WORK REQUEST:
Tally every line of the entries that contains the string "what", then reply with only that number.

Dataset items
__________________________________________________
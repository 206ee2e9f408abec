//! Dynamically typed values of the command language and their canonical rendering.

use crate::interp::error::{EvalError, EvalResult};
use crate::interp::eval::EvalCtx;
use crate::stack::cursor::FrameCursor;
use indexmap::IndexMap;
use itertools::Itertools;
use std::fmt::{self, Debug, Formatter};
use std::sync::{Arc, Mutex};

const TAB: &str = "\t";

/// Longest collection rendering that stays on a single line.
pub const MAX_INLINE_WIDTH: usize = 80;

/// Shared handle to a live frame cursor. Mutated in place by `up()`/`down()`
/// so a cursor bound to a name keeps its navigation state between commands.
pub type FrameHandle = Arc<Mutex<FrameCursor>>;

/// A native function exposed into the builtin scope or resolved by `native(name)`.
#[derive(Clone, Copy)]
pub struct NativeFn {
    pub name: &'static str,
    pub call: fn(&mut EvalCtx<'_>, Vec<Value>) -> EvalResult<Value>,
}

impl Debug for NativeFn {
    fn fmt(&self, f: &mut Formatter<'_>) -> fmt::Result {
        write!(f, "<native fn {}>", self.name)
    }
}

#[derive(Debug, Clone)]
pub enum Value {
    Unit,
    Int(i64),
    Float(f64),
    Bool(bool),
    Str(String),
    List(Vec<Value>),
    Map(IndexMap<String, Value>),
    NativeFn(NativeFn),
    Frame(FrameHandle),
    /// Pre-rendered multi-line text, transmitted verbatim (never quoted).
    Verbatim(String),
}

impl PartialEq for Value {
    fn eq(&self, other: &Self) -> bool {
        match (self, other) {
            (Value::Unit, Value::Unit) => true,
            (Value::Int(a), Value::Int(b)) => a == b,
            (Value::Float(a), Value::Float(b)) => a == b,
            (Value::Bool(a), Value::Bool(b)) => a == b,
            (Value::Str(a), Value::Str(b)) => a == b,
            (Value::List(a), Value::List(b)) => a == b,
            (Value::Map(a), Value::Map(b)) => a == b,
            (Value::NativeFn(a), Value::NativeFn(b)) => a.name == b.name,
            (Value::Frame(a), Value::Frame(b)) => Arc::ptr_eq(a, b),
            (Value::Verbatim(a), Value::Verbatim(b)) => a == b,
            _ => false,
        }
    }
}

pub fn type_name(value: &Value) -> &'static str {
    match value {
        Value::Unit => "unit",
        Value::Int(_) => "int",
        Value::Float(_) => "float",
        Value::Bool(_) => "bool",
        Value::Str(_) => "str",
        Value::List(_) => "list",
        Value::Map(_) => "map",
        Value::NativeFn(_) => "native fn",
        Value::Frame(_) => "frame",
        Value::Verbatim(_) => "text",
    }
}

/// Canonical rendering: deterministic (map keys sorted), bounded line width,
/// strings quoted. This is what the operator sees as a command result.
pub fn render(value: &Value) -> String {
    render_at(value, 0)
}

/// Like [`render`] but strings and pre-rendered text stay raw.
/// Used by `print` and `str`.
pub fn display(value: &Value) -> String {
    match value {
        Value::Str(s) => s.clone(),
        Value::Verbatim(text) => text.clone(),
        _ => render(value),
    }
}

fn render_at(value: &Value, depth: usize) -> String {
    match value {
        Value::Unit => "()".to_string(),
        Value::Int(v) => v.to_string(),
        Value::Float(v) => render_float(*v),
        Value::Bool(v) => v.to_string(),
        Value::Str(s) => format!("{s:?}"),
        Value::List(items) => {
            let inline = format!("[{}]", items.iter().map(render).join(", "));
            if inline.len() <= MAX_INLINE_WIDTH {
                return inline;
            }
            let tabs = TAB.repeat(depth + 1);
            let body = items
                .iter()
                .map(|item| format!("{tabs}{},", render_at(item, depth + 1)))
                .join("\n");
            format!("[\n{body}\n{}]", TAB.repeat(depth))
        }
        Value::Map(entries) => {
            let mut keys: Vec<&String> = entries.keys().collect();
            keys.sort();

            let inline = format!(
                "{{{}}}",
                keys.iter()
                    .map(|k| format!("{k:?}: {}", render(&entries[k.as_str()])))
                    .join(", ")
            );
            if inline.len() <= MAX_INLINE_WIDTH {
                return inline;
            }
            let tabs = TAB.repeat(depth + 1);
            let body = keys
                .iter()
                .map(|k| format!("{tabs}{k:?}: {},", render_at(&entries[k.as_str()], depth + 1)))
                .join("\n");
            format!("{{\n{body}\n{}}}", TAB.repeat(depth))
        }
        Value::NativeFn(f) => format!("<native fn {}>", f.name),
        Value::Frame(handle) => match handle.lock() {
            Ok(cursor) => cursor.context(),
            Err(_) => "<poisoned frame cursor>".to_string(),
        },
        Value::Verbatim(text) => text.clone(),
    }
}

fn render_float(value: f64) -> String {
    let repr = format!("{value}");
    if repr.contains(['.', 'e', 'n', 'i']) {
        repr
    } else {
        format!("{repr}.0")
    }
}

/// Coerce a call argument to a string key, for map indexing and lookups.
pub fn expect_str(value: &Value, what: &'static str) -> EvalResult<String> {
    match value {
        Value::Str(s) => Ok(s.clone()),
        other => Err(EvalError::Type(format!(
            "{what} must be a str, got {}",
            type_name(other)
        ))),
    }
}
__________________________________________________
OUTPUT:
3